■ Saved entries

•••

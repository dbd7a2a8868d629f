use std::path::Path;

use crate::{
    claim::{self, Claim},
    claim_set::ClaimSet,
    clock::Timestamp,
    error,
    fs::{FileSystem, OsFileSystem},
    jwa::{self, rsa::PrivateKey},
    jwt::{Issuer, IssuerRef, Jwt},
};

/// Produces signed tokens from claims
pub trait Signer {
    /// Builds a claim set from `claims` and signs it
    ///
    /// Claims are applied in order, so a later claim overrides an earlier
    /// one with the same key.
    ///
    /// # Errors
    ///
    /// Returns an error if a claim cannot be placed into the claim set or
    /// if the token cannot be signed.
    fn sign_claims(&self, claims: Vec<Claim>) -> Result<Jwt, error::SignError>;
}

impl<T: Signer + ?Sized> Signer for &'_ T {
    #[inline]
    fn sign_claims(&self, claims: Vec<Claim>) -> Result<Jwt, error::SignError> {
        T::sign_claims(&**self, claims)
    }
}

impl<T: Signer + ?Sized> Signer for Box<T> {
    #[inline]
    fn sign_claims(&self, claims: Vec<Claim>) -> Result<Jwt, error::SignError> {
        T::sign_claims(&**self, claims)
    }
}

/// Signs tokens with an RSA private key
///
/// Every token carries the configured issuer unless the claims supply
/// their own `iss`.
#[derive(Clone, Debug)]
#[must_use]
pub struct RsaSigner {
    private_key: PrivateKey,
    issuer: Issuer,
    algorithm: jwa::Algorithm,
}

impl RsaSigner {
    /// Constructs a signer with an empty issuer
    pub fn new(private_key: PrivateKey, algorithm: jwa::Algorithm) -> Self {
        Self {
            private_key,
            issuer: Issuer::from_static(""),
            algorithm,
        }
    }

    /// Constructs a signer for an algorithm given by name
    ///
    /// ```
    /// # use claimsmith::{jwa::rsa::PrivateKey, RsaSigner};
    /// # let key = PrivateKey::from_pkcs1_pem(include_bytes!("../data/rsa/key.pem")).unwrap();
    /// let err = RsaSigner::from_algorithm_name(key, "HS256").unwrap_err();
    /// assert_eq!(err.alg(), "HS256");
    /// ```
    ///
    /// # Errors
    ///
    /// Returns an error if `alg` is not one of `RS256`, `RS384`, or `RS512`.
    pub fn from_algorithm_name(
        private_key: PrivateKey,
        alg: &str,
    ) -> Result<Self, error::UnknownAlgorithm> {
        let algorithm: jwa::Algorithm = alg.parse()?;
        Ok(Self::new(private_key, algorithm))
    }

    /// Reads a PKCS#1 private key from a file and constructs an RS256 signer
    ///
    /// # Errors
    ///
    /// Returns an error if the key cannot be read or is not a valid RSA
    /// private key.
    pub fn from_file(path: impl AsRef<Path>) -> Result<Self, error::KeyLoadError> {
        Self::from_file_with(&OsFileSystem, path)
    }

    /// Reads a PKCS#1 private key through `fs` and constructs an RS256 signer
    ///
    /// # Errors
    ///
    /// Returns an error if the key cannot be read or is not a valid RSA
    /// private key.
    pub fn from_file_with<F: FileSystem>(
        fs: &F,
        path: impl AsRef<Path>,
    ) -> Result<Self, error::KeyLoadError> {
        let private_key = PrivateKey::from_pkcs1_file_with(fs, path)?;
        Ok(Self::new(private_key, jwa::Algorithm::RS256))
    }

    /// Sets the issuer placed into each token
    pub fn with_issuer(self, issuer: impl Into<Issuer>) -> Self {
        Self {
            issuer: issuer.into(),
            ..self
        }
    }

    /// Sets the signing algorithm
    pub fn with_algorithm(self, algorithm: jwa::Algorithm) -> Self {
        Self { algorithm, ..self }
    }

    /// The issuer placed into each token
    pub fn issuer(&self) -> &IssuerRef {
        &self.issuer
    }

    /// The signing algorithm
    #[must_use]
    pub fn algorithm(&self) -> jwa::Algorithm {
        self.algorithm
    }

    /// The private key used for signing
    pub fn private_key(&self) -> &PrivateKey {
        &self.private_key
    }
}

impl Signer for RsaSigner {
    fn sign_claims(&self, claims: Vec<Claim>) -> Result<Jwt, error::SignError> {
        let claims = std::iter::once(Claim::string(claim::ISSUER, self.issuer.as_str()))
            .chain(claims);

        let set = ClaimSet::from_claims(claims)?;
        let token = Jwt::sign(&set, self.algorithm, &self.private_key)?;

        tracing::debug!(alg = %self.algorithm, jti = set.id(), "signed token");

        Ok(token)
    }
}

/// Signs a token with the usual session shape
///
/// The token carries `sub`, `aud`, the `onl` flag, and the `nbf`/`exp`
/// window.
///
/// # Errors
///
/// Returns an error if the signer fails to produce a token.
pub fn sign<S: Signer + ?Sized>(
    signer: &S,
    subject: &str,
    audience: &str,
    online: bool,
    not_before: impl Into<Timestamp>,
    expires: impl Into<Timestamp>,
) -> Result<Jwt, error::SignError> {
    signer.sign_claims(session_claims(
        subject, audience, online, not_before, expires,
    ))
}

/// Signs a token with the usual session shape, bound to a client fingerprint
///
/// As [`sign()`], with an additional `fpt` claim.
///
/// # Errors
///
/// Returns an error if the signer fails to produce a token.
pub fn sign_fingerprint<S: Signer + ?Sized>(
    signer: &S,
    subject: &str,
    audience: &str,
    fingerprint: &str,
    online: bool,
    not_before: impl Into<Timestamp>,
    expires: impl Into<Timestamp>,
) -> Result<Jwt, error::SignError> {
    let mut claims = session_claims(subject, audience, online, not_before, expires);
    claims.push(Claim::string(claim::FINGERPRINT, fingerprint));
    signer.sign_claims(claims)
}

fn session_claims(
    subject: &str,
    audience: &str,
    online: bool,
    not_before: impl Into<Timestamp>,
    expires: impl Into<Timestamp>,
) -> Vec<Claim> {
    vec![
        Claim::string(claim::SUBJECT, subject),
        Claim::string(claim::AUDIENCE, audience),
        Claim::bool(claim::ONLINE, online),
        Claim::time(claim::NOT_BEFORE, not_before),
        Claim::time(claim::EXPIRES, expires),
    ]
}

•••

■ Task objective
The entries above should be copied out exactly, with none left out.

■ Answer below
repository dbd7a2a8868d629f
use std::path::Path;

use crate::{
    claim::{self, Claim},
    claim_set::ClaimSet,
    clock::Timestamp,
    error,
    fs::{FileSystem, OsFileSystem},
    jwa::{self, rsa::PrivateKey},
    jwt::{Issuer, IssuerRef, Jwt},
};

/// Produces signed tokens from claims
pub trait Signer {
    /// Builds a claim set from `claims` and signs it
    ///
    /// Claims are applied in order, so a later claim overrides an earlier
    /// one with the same key.
    ///
    /// # Errors
    ///
    /// Returns an error if a claim cannot be placed into the claim set or
    /// if the token cannot be signed.
    fn sign_claims(&self, claims: Vec<Claim>) -> Result<Jwt, error::SignError>;
}

impl<T: Signer + ?Sized> Signer for &'_ T {
    #[inline]
    fn sign_claims(&self, claims: Vec<Claim>) -> Result<Jwt, error::SignError> {
        T::sign_claims(&**self, claims)
    }
}

impl<T: Signer + ?Sized> Signer for Box<T> {
    #[inline]
    fn sign_claims(&self, claims: Vec<Claim>) -> Result<Jwt, error::SignError> {
        T::sign_claims(&**self, claims)
    }
}

/// Signs tokens with an RSA private key
///
/// Every token carries the configured issuer unless the claims supply
/// their own `iss`.
#[derive(Clone, Debug)]
#[must_use]
pub struct RsaSigner {
    private_key: PrivateKey,
    issuer: Issuer,
    algorithm: jwa::Algorithm,
}

impl RsaSigner {
    /// Constructs a signer with an empty issuer
    pub fn new(private_key: PrivateKey, algorithm: jwa::Algorithm) -> Self {
        Self {
            private_key,
            issuer: Issuer::from_static(""),
            algorithm,
        }
    }

    /// Constructs a signer for an algorithm given by name
    ///
    /// ```
    /// # use claimsmith::{jwa::rsa::PrivateKey, RsaSigner};
    /// # let key = PrivateKey::from_pkcs1_pem(include_bytes!("../data/rsa/key.pem")).unwrap();
    /// let err = RsaSigner::from_algorithm_name(key, "HS256").unwrap_err();
    /// assert_eq!(err.alg(), "HS256");
    /// ```
    ///
    /// # Errors
    ///
    /// Returns an error if `alg` is not one of `RS256`, `RS384`, or `RS512`.
    pub fn from_algorithm_name(
        private_key: PrivateKey,
        alg: &str,
    ) -> Result<Self, error::UnknownAlgorithm> {
        let algorithm: jwa::Algorithm = alg.parse()?;
        Ok(Self::new(private_key, algorithm))
    }

    /// Reads a PKCS#1 private key from a file and constructs an RS256 signer
    ///
    /// # Errors
    ///
    /// Returns an error if the key cannot be read or is not a valid RSA
    /// private key.
    pub fn from_file(path: impl AsRef<Path>) -> Result<Self, error::KeyLoadError> {
        Self::from_file_with(&OsFileSystem, path)
    }

    /// Reads a PKCS#1 private key through `fs` and constructs an RS256 signer
    ///
    /// # Errors
    ///
    /// Returns an error if the key cannot be read or is not a valid RSA
    /// private key.
    pub fn from_file_with<F: FileSystem>(
        fs: &F,
        path: impl AsRef<Path>,
    ) -> Result<Self, error::KeyLoadError> {
        let private_key = PrivateKey::from_pkcs1_file_with(fs, path)?;
        Ok(Self::new(private_key, jwa::Algorithm::RS256))
    }

    /// Sets the issuer placed into each token
    pub fn with_issuer(self, issuer: impl Into<Issuer>) -> Self {
        Self {
            issuer: issuer.into(),
            ..self
        }
    }

    /// Sets the signing algorithm
    pub fn with_algorithm(self, algorithm: jwa::Algorithm) -> Self {
        Self { algorithm, ..self }
    }

    /// The issuer placed into each token
    pub fn issuer(&self) -> &IssuerRef {
        &self.issuer
    }

    /// The signing algorithm
    #[must_use]
    pub fn algorithm(&self) -> jwa::Algorithm {
        self.algorithm
    }

    /// The private key used for signing
    pub fn private_key(&self) -> &PrivateKey {
        &self.private_key
    }
}

impl Signer for RsaSigner {
    fn sign_claims(&self, claims: Vec<Claim>) -> Result<Jwt, error::SignError> {
        let claims = std::iter::once(Claim::string(claim::ISSUER, self.issuer.as_str()))
            .chain(claims);

        let set = ClaimSet::from_claims(claims)?;
        let token = Jwt::sign(&set, self.algorithm, &self.private_key)?;

        tracing::debug!(alg = %self.algorithm, jti = set.id(), "signed token");

        Ok(token)
    }
}

/// Signs a token with the usual session shape
///
/// The token carries `sub`, `aud`, the `onl` flag, and the `nbf`/`exp`
/// window.
///
/// # Errors
///
/// Returns an error if the signer fails to produce a token.
pub fn sign<S: Signer + ?Sized>(
    signer: &S,
    subject: &str,
    audience: &str,
    online: bool,
    not_before: impl Into<Timestamp>,
    expires: impl Into<Timestamp>,
) -> Result<Jwt, error::SignError> {
    signer.sign_claims(session_claims(
        subject, audience, online, not_before, expires,
    ))
}

/// Signs a token with the usual session shape, bound to a client fingerprint
///
/// As [`sign()`], with an additional `fpt` claim.
///
/// # Errors
///
/// Returns an error if the signer fails to produce a token.
pub fn sign_fingerprint<S: Signer + ?Sized>(
    signer: &S,
    subject: &str,
    audience: &str,
    fingerprint: &str,
    online: bool,
    not_before: impl Into<Timestamp>,
    expires: impl Into<Timestamp>,
) -> Result<Jwt, error::SignError> {
    let mut claims = session_claims(subject, audience, online, not_before, expires);
    claims.push(Claim::string(claim::FINGERPRINT, fingerprint));
    signer.sign_claims(claims)
}

fn session_claims(
    subject: &str,
    audience: &str,
    online: bool,
    not_before: impl Into<Timestamp>,
    expires: impl Into<Timestamp>,
) -> Vec<Claim> {
    vec![
        Claim::string(claim::SUBJECT, subject),
        Claim::string(claim::AUDIENCE, audience),
        Claim::bool(claim::ONLINE, online),
        Claim::time(claim::NOT_BEFORE, not_before),
        Claim::time(claim::EXPIRES, expires),
    ]
}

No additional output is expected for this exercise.